Gostei da alcofa pousada
na marquise onde entrava o sol com abundância e a minha avó costurava.
Gostei do colo da minha
avó.
Gostei que me afagasse os lençóis ao deitar.
Gostei de alguns tons escuros, os das noites, outros
não.
Gostei do silêncio da noite, gostei em geral
dos silêncios.
Gostei de ouvir num radio
a pilhas músicas que me fizeram sonhar sonhos bons.
Gostei do cão Tôto, de
caça, onde cavalguei no pátio, a imaginar-me cavaleiro.
Gostei daquela casa onde
só me lembro do parapeito da janela, onde presumo que aos fins de dia eu e a
minha avó víamos as pessoas a passar na rua e nós, abeirados do beiral as cumprimentávamos.
Gostei de odores que já
não identifico.
Gostei da tia Rosa, mulher
ainda mais pobre que nós a quem dávamos de comer e ela, em troca, me dava todo
o seu amor porque nunca teve ninguém seu.
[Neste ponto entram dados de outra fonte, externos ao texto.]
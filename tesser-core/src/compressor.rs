use std::marker::PhantomData;

use tesser_grid::{default_block_size, Cursor, Range};

use crate::bytes::ByteReader;
use crate::element::Element;
use crate::encoder::Encoder;
use crate::error::CodecError;
use crate::predictor::Predictor;
use crate::quantizer::Quantizer;

/// Block-structured predict-quantize-encode compressor for a dense N-D
/// array.
///
/// The constructor binds the element type, dimensionality, block size, and
/// the three pipeline components; dispatch in the per-element loop is fully
/// monomorphized. A `block_size` of 0 selects the per-dimensionality default
/// (128 / 16 / 6 for N = 1 / 2 / >= 3).
///
/// Compressed buffer layout (all fields little-endian):
///
/// | field                | size        |
/// |----------------------|-------------|
/// | global shape         | `N * 8`     |
/// | block size           | 4           |
/// | predictor state      | variable    |
/// | quantizer state      | variable    |
/// | encoder tables       | variable    |
/// | encoded index stream | variable    |
///
/// Each variable-length section is self-describing; no separate lengths are
/// recorded.
pub struct FieldCompressor<T, const N: usize, P, Q, E> {
    predictor: P,
    quantizer: Q,
    encoder: E,
    block_size: usize,
    global_dims: [usize; N],
    num_elements: usize,
    _element: PhantomData<T>,
}

impl<T, const N: usize, P, Q, E> FieldCompressor<T, N, P, Q, E>
where
    T: Element,
    P: Predictor<T, N>,
    Q: Quantizer<T>,
    E: Encoder,
{
    pub fn new(
        predictor: P,
        quantizer: Q,
        encoder: E,
        global_dims: [usize; N],
        block_size: usize,
    ) -> Self {
        let block_size = if block_size == 0 {
            default_block_size(N)
        } else {
            block_size
        };
        Self {
            predictor,
            quantizer,
            encoder,
            block_size,
            global_dims,
            num_elements: global_dims.iter().product(),
            _element: PhantomData,
        }
    }

    pub fn block_size(&self) -> usize {
        self.block_size
    }

    pub fn global_dims(&self) -> [usize; N] {
        self.global_dims
    }

    /// Per-axis extent of the element walk inside the block under
    /// `block_cursor`: the full block edge, truncated on last-index blocks
    /// to what remains of the array.
    fn block_extents(&self, inter: &Range<N>, block_cursor: &Cursor<'_, N>) -> [usize; N] {
        let mut extents = [0usize; N];
        for axis in 0..N {
            let idx = block_cursor.index_at(axis);
            extents[axis] = if idx == inter.dimension(axis) - 1 {
                self.global_dims[axis] - idx * self.block_size
            } else {
                self.block_size
            };
        }
        extents
    }

    /// Compress `input` under the absolute error bound `eb`.
    ///
    /// Walks the block grid in row-major order and, inside each block, every
    /// element in row-major order. Each element is predicted from
    /// already-visited neighbors, quantized, and immediately overwritten
    /// with its reconstruction in the working copy so that every later
    /// prediction sees exactly what the decoder will reconstruct.
    pub fn compress(&mut self, input: &[T], eb: f64) -> Result<Vec<u8>, CodecError> {
        if input.len() != self.num_elements {
            return Err(CodecError::LengthMismatch {
                expected: self.num_elements,
                actual: input.len(),
            });
        }

        let mut work = input.to_vec();
        let inter = Range::new(self.global_dims, self.block_size, 0)?;
        let mut intra = Range::new(self.global_dims, 1, 0)?;
        let mut quant_inds: Vec<i32> = Vec::with_capacity(self.num_elements);

        self.predictor.precompress_data(&work, &inter.begin());
        self.quantizer.precompress_data(eb);

        let mut block = inter.begin();
        while !block.is_done() {
            intra.set_dimensions(self.block_extents(&inter, &block));
            intra.set_offsets(block.offset());
            intra.set_starting_position(block.index());

            self.predictor.precompress_block(&intra);
            self.quantizer.precompress_block();

            let mut elem = intra.begin();
            while !elem.is_done() {
                let predicted = self.predictor.predict(&work, &elem);
                let offset = elem.offset();
                quant_inds.push(
                    self.quantizer
                        .quantize_and_overwrite(&mut work[offset], predicted),
                );
                elem.advance();
            }

            self.predictor.postcompress_block(&intra);
            self.quantizer.postcompress_block();
            block.advance();
        }

        self.predictor.postcompress_data(&work);
        self.quantizer.postcompress_data();

        let mut out = Vec::with_capacity(2 * self.num_elements * T::WIRE_SIZE);
        for &d in &self.global_dims {
            out.extend_from_slice(&(d as u64).to_le_bytes());
        }
        out.extend_from_slice(&(self.block_size as u32).to_le_bytes());
        self.predictor.save(&mut out);
        self.quantizer.save(&mut out);
        self.encoder
            .preprocess_encode(&quant_inds, 4 * self.quantizer.radius() as usize);
        self.encoder.save(&mut out);
        self.encoder.encode(&quant_inds, &mut out);
        self.encoder.postprocess_encode();

        Ok(out)
    }

    /// Decompress a buffer produced by [`FieldCompressor::compress`].
    ///
    /// Replays the identical traversal, reconstructing each element from
    /// the prediction and the decoded index. The shape and block size in
    /// the header replace whatever the compressor was constructed with.
    pub fn decompress(&mut self, bytes: &[u8]) -> Result<Vec<T>, CodecError> {
        let mut reader = ByteReader::new(bytes);

        for axis in 0..N {
            self.global_dims[axis] = reader.read_u64()? as usize;
        }
        self.num_elements = self.global_dims.iter().product();
        self.block_size = reader.read_u32()? as usize;

        self.predictor.load(&mut reader)?;
        self.quantizer.load(&mut reader)?;
        self.encoder.load(&mut reader)?;

        let quant_inds = self.encoder.decode(&mut reader, self.num_elements)?;
        self.encoder.postprocess_decode();
        if quant_inds.len() != self.num_elements {
            return Err(CodecError::CorruptStream(
                "decoded index count does not match the shape volume",
            ));
        }

        let mut data = vec![T::zero(); self.num_elements];
        let inter = Range::new(self.global_dims, self.block_size, 0)?;
        let mut intra = Range::new(self.global_dims, 1, 0)?;

        self.predictor.predecompress_data(&data, &inter.begin());
        self.quantizer.predecompress_data();

        let mut next = 0usize;
        let mut block = inter.begin();
        while !block.is_done() {
            intra.set_dimensions(self.block_extents(&inter, &block));
            intra.set_offsets(block.offset());
            intra.set_starting_position(block.index());

            self.predictor.predecompress_block(&intra);
            self.quantizer.predecompress_block();

            let mut elem = intra.begin();
            while !elem.is_done() {
                let predicted = self.predictor.predict(&data, &elem);
                let offset = elem.offset();
                data[offset] = self.quantizer.recover(predicted, quant_inds[next]);
                next += 1;
                elem.advance();
            }

            self.predictor.postdecompress_block(&intra);
            self.quantizer.postdecompress_block();
            block.advance();
        }

        self.predictor.postdecompress_data(&data);
        self.quantizer.postdecompress_data();

        Ok(data)
    }
}
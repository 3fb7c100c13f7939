use thiserror::Error;

#[derive(Error, Debug)]
pub enum CodecError {
    #[error("Input has {actual} elements but the shape implies {expected}")]
    LengthMismatch { expected: usize, actual: usize },
    #[error("Compressed buffer ended early: needed {needed} bytes, {remaining} remaining")]
    BufferUnderflow { needed: usize, remaining: usize },
    #[error("Corrupt compressed stream: {0}")]
    CorruptStream(&'static str),
    #[error("Grid error: {0}")]
    Grid(#[from] tesser_grid::GridError),
}
use tesser_grid::{Cursor, Range};

use crate::bytes::ByteReader;
use crate::element::Element;
use crate::error::CodecError;

/// Predictor interface for spatial predictive compression.
///
/// `predict` may only read data that the traversal has already visited, i.e.
/// values that have been overwritten with their reconstructions, and must
/// reach neighbors exclusively through [`Cursor::peek_back`]. This keeps the
/// encoder's and decoder's predictions bit-identical.
///
/// The bracketing hooks default to no-ops; stateful predictors override the
/// ones they need. `save`/`load` round-trip whatever state the decoder
/// requires through the compressed buffer.
pub trait Predictor<T: Element, const N: usize> {
    /// Called once before the whole-array compression walk.
    fn precompress_data(&mut self, _data: &[T], _start: &Cursor<'_, N>) {}

    /// Called once after the whole-array compression walk.
    fn postcompress_data(&mut self, _data: &[T]) {}

    /// Called before each block, with the element-level range re-seated to
    /// that block's extents.
    fn precompress_block(&mut self, _block: &Range<N>) {}

    fn postcompress_block(&mut self, _block: &Range<N>) {}

    fn predecompress_data(&mut self, _data: &[T], _start: &Cursor<'_, N>) {}

    fn postdecompress_data(&mut self, _data: &[T]) {}

    fn predecompress_block(&mut self, _block: &Range<N>) {}

    fn postdecompress_block(&mut self, _block: &Range<N>) {}

    /// Predicted value for the element under `cursor`.
    fn predict(&self, data: &[T], cursor: &Cursor<'_, N>) -> T;

    /// Append serialized state to the compressed buffer.
    fn save(&self, sink: &mut Vec<u8>);

    /// Restore state from a prefix of the remaining compressed buffer.
    fn load(&mut self, reader: &mut ByteReader<'_>) -> Result<(), CodecError>;
}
Era eu.
Gostei do carro de
bombeiros que o meu avô me ofereceu. Tinha uma sirene. Era único.
Gostei do primeiro livro
de quadradinhos, contava aventuras de cowboys e índios passadas num sítio
distante. Preferia os índios.
Gostei tanto de andar de
eléctrico com o meu tio, de férias da guerra, com o seu bivaque à cabeça,
fascinado com o alicate do revisor dos bilhetes.
Gostei praticamente por
igual de cada uma mas diferentemente de todas as minhas tias. Eram irmãs da
minha avó, só podia gostar delas.
Nunca gostei de palhaços,
nem do circo. Gostei dos teatros.
Gostei das longas sestas
nos domingos quentes à sombra das árvores do Monsanto.
Gostei daquele pequeno
cemitério judeu, das suas lápides, das flores tantas, onde o meu avô jogava
silenciosamente cartas com o coveiro, seu amigo.
Gostei por igual de todas
as festas de Natal comemoradas em família. Eramos mais de vinte, na casa onde
hoje vivo e a vejo tão acanhada.
Gostei das histórias mirabolantes
que o meu tio Virgílio, homem sério, contava quando se animava.
Era bombeiro e nunca
apagou nenhum fogo. Pequeno ou grande.
Não gostei nada dele
quando nasceu, mas adoeci-me de o gostar tanto que nem tenho palavras que o
digam. O meu irmão.
Gostei de o ter conhecido,
no primeiro dia em fui ao pátio do prédio onde morávamos recentemente, e ele estava
perfeitamente senhor de si no carrinho a pedais, azul e magnífico. Louro, um Adónis em tamanho pequeno.
Fizemo-nos irmãos.
Vemo-nos tão pouco.
Gostei de todos os dias
eternos que brincamos livremente nesse pátio, uma algazarra de crianças a
crescerem para grandes.
Gostei do primeiro dia de
escola.
Gostei da mão da minha avó
que me levou até à porta, e todos os dias me esperava, com um sorriso que
considero ainda como o mais bem conseguido sorriso que alguma vez pude ver.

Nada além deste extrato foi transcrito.